One population consists of those who have poor language development despite normal sensory, nonverbal intellectual and social affective status. These children have been referred to as specific language impaired (SLI). The laboratory has been following a large cohort of children with and without SLI since they entered kindergarten 10 years ago. Repeated assessments of language, reading, behavior, and school performance have been conducted in order to document long-term outcomes.

Additionally, studies have been conducted regarding several cognitive, neurological, and genetic characteristics of these children. Research methods employed in this work have spanned molecular genetics, brain imaging (fMRI and electrophysiological), cognitive psychological designs, connectionist modeling, and epidemiologic studies.

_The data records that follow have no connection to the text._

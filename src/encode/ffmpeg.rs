use std::io::Read;
use std::path::{Path, PathBuf};
use std::process::{Child, ChildStdin, Command, Stdio};

use crate::config::model::EncodeSettings;
use crate::encode::sink::{FrameSink, SinkConfig};
use crate::foundation::core::Fps;
use crate::foundation::error::{SlidecastError, SlidecastResult};
use crate::foundation::math::mul_div255_u16;
use crate::render::frame::FrameRGBA;

/// Options for [`FfmpegSink`] MP4 output.
#[derive(Clone, Debug)]
pub struct FfmpegSinkOpts {
    /// Output file path. The container is always MP4 whatever the extension.
    pub out_path: PathBuf,
    /// Overwrite output file if it already exists.
    pub overwrite: bool,
    /// Background color used to flatten alpha (RGBA8, straight alpha).
    pub bg_rgba: [u8; 4],
    /// H.264 constant rate factor.
    pub crf: u8,
    /// x264 preset name.
    pub preset: String,
}

impl FfmpegSinkOpts {
    /// Create options for writing an MP4 to `out_path`.
    pub fn new(out_path: impl Into<PathBuf>, encode: &EncodeSettings) -> Self {
        Self {
            out_path: out_path.into(),
            overwrite: true,
            bg_rgba: [0, 0, 0, 255],
            crf: encode.crf,
            preset: encode.preset.clone(),
        }
    }
}

/// Sink that spawns the system `ffmpeg` and streams raw frames to its stdin.
///
/// Audio is optional and provided through `SinkConfig.audio`.
pub struct FfmpegSink {
    opts: FfmpegSinkOpts,

    child: Option<Child>,
    stdin: Option<ChildStdin>,
    stderr_drain: Option<std::thread::JoinHandle<std::io::Result<Vec<u8>>>>,

    scratch: Vec<u8>,
    cfg: Option<SinkConfig>,
    last_idx: Option<u64>,
}

impl FfmpegSink {
    /// Sink that spawns `ffmpeg` on `begin`.
    pub fn new(opts: FfmpegSinkOpts) -> Self {
        Self {
            opts,
            child: None,
            stdin: None,
            stderr_drain: None,
            scratch: Vec::new(),
            cfg: None,
            last_idx: None,
        }
    }

    fn command(&self, cfg: &SinkConfig) -> SlidecastResult<Command> {
        let mut cmd = Command::new("ffmpeg");
        cmd.stdin(Stdio::piped())
            .stdout(Stdio::null())
            .stderr(Stdio::piped());
        cmd.arg(if self.opts.overwrite { "-y" } else { "-n" });

        // ffmpeg does not understand premultiplied input; push_frame flattens first.
        cmd.args([
            "-loglevel",
            "error",
            "-f",
            "rawvideo",
            "-pix_fmt",
            "rgba",
            "-s",
            &format!("{}x{}", cfg.width, cfg.height),
        ]);
        push_input_fps(&mut cmd, cfg.fps);
        cmd.args(["-i", "pipe:0"]);

        if let Some(audio) = cfg.audio.as_ref() {
            if audio.sample_rate == 0 || audio.channels == 0 {
                return Err(SlidecastError::validation(
                    "audio sample_rate and channels must be non-zero when audio is enabled",
                ));
            }
            cmd.args([
                "-f",
                "f32le",
                "-ar",
                &audio.sample_rate.to_string(),
                "-ac",
                &audio.channels.to_string(),
                "-i",
            ])
            .arg(&audio.path)
            .args(["-c:a", "aac", "-shortest"]);
        } else {
            cmd.arg("-an");
        }
        cmd.args([
            "-c:v",
            "libx264",
            "-preset",
            &self.opts.preset,
            "-crf",
            &self.opts.crf.to_string(),
            "-pix_fmt",
            "yuv420p",
            "-movflags",
            "+faststart",
            "-f",
            "mp4",
        ]);
        cmd.arg(&self.opts.out_path);
        Ok(cmd)
    }
}

impl FrameSink for FfmpegSink {
    fn begin(&mut self, cfg: SinkConfig) -> SlidecastResult<()> {
        if cfg.fps.num == 0 || cfg.fps.den == 0 {
            return Err(SlidecastError::validation("fps must be non-zero"));
        }
        if cfg.width == 0 || cfg.height == 0 {
            return Err(SlidecastError::validation(
                "ffmpeg sink width/height must be non-zero",
            ));
        }
        if !cfg.width.is_multiple_of(2) || !cfg.height.is_multiple_of(2) {
            return Err(SlidecastError::validation(
                "ffmpeg sink width/height must be even (required for yuv420p mp4 output)",
            ));
        }

        ensure_parent_dir(&self.opts.out_path)?;
        if !self.opts.overwrite && self.opts.out_path.exists() {
            return Err(SlidecastError::validation(format!(
                "output file '{}' already exists",
                self.opts.out_path.display()
            )));
        }
        if !is_ffmpeg_on_path() {
            return Err(SlidecastError::media(
                "ffmpeg is required for MP4 encoding, but was not found on PATH",
            ));
        }

        let mut child = self.command(&cfg)?.spawn().map_err(|e| {
            SlidecastError::media(format!(
                "failed to spawn ffmpeg (is it installed and on PATH?): {e}"
            ))
        })?;
        let stdin = child
            .stdin
            .take()
            .ok_or_else(|| SlidecastError::media("failed to open ffmpeg stdin (unexpected)"))?;
        let mut stderr = child
            .stderr
            .take()
            .ok_or_else(|| SlidecastError::media("failed to open ffmpeg stderr (unexpected)"))?;
        let stderr_drain = std::thread::spawn(move || {
            let mut stderr_bytes = Vec::new();
            stderr.read_to_end(&mut stderr_bytes)?;
            Ok(stderr_bytes)
        });

        self.scratch = vec![0u8; (cfg.width as usize) * (cfg.height as usize) * 4];
        self.child = Some(child);
        self.stdin = Some(stdin);
        self.stderr_drain = Some(stderr_drain);
        self.cfg = Some(cfg);
        self.last_idx = None;
        Ok(())
    }

    fn push_frame(&mut self, idx: u64, frame: &FrameRGBA) -> SlidecastResult<()> {
        let cfg = self
            .cfg
            .as_ref()
            .ok_or_else(|| SlidecastError::evaluation("ffmpeg sink not started"))?;
        if let Some(last) = self.last_idx
            && idx <= last
        {
            return Err(SlidecastError::evaluation(
                "ffmpeg sink received out-of-order frame index",
            ));
        }
        self.last_idx = Some(idx);

        if frame.width != cfg.width || frame.height != cfg.height {
            return Err(SlidecastError::validation(format!(
                "frame size mismatch: got {}x{}, expected {}x{}",
                frame.width, frame.height, cfg.width, cfg.height
            )));
        }
        flatten_premul_over_bg_to_opaque_rgba8(&mut self.scratch, &frame.data, self.opts.bg_rgba)?;

        let Some(stdin) = self.stdin.as_mut() else {
            return Err(SlidecastError::evaluation("ffmpeg sink is already finalized"));
        };
        use std::io::Write as _;
        stdin.write_all(&self.scratch).map_err(|e| {
            SlidecastError::media(format!("failed to write frame to ffmpeg stdin: {e}"))
        })?;
        Ok(())
    }

    fn end(&mut self) -> SlidecastResult<()> {
        drop(self.stdin.take());
        let mut child = self
            .child
            .take()
            .ok_or_else(|| SlidecastError::evaluation("ffmpeg sink not started"))?;

        let status = child
            .wait()
            .map_err(|e| SlidecastError::media(format!("failed to wait for ffmpeg: {e}")))?;
        let stderr_bytes = match self.stderr_drain.take() {
            Some(handle) => handle
                .join()
                .map_err(|_| SlidecastError::media("ffmpeg stderr drain thread panicked"))?
                .map_err(|e| SlidecastError::media(format!("ffmpeg stderr read failed: {e}")))?,
            None => Vec::new(),
        };

        if !status.success() {
            let stderr = String::from_utf8_lossy(&stderr_bytes);
            return Err(SlidecastError::media(format!(
                "ffmpeg exited with status {}: {}",
                status,
                stderr.trim()
            )));
        }

        self.cfg = None;
        Ok(())
    }
}

impl Drop for FfmpegSink {
    fn drop(&mut self) {
        drop(self.stdin.take());
        if let Some(mut child) = self.child.take() {
            let _ = child.kill();
            let _ = child.wait();
        }
    }
}

fn push_input_fps(cmd: &mut Command, fps: Fps) {
    // `-r` before `-i` sets the rawvideo input rate.
    cmd.args(["-r", &format!("{}/{}", fps.num, fps.den)]);
}

fn flatten_premul_over_bg_to_opaque_rgba8(
    dst: &mut [u8],
    src_premul: &[u8],
    bg_rgba: [u8; 4],
) -> SlidecastResult<()> {
    if dst.len() != src_premul.len() || !dst.len().is_multiple_of(4) {
        return Err(SlidecastError::validation(
            "frame data size mismatch with width*height*4",
        ));
    }

    let bg = [
        u16::from(bg_rgba[0]),
        u16::from(bg_rgba[1]),
        u16::from(bg_rgba[2]),
    ];
    for (d, s) in dst.chunks_exact_mut(4).zip(src_premul.chunks_exact(4)) {
        let a = u16::from(s[3]);
        if a == 255 {
            d.copy_from_slice(s);
            continue;
        }
        let inv = 255 - a;
        for c in 0..3 {
            d[c] = (u16::from(s[c]) + mul_div255_u16(bg[c], inv)).min(255) as u8;
        }
        d[3] = 255;
    }
    Ok(())
}

/// Ensure the parent directory of `path` exists.
pub fn ensure_parent_dir(path: &Path) -> SlidecastResult<()> {
    if let Some(parent) = path.parent() {
        use anyhow::Context as _;
        std::fs::create_dir_all(parent)
            .with_context(|| format!("failed to create output directory '{}'", parent.display()))?;
    }
    Ok(())
}

/// Return `true` when `ffmpeg` can be invoked from `PATH`.
pub fn is_ffmpeg_on_path() -> bool {
    Command::new("ffmpeg")
        .arg("-version")
        .stdout(Stdio::null())
        .stderr(Stdio::null())
        .status()
        .map(|s| s.success())
        .unwrap_or(false)
}

#[cfg(test)]
#[path = "../../tests/unit/encode/ffmpeg.rs"]
mod tests;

A second population being studied consists of children who have hearing losses. The focus of this work is on those children with severe to profound hearing impairment who have received cochlear implants. This research has asked about long-term speech, language, and reading outcomes of these children and factors that impact on the individual differences in these outcomes. Research methods employed in this work consist of speech and language measures and -- because many of these children are infants -- the methods have included contemporary infant paradigms that exploit looking responses associated with linguistic stimuli (preferential looking, head-turn preference).

This research is being supported by several grants from the National Institute on Deafness and Other Communication Disorders.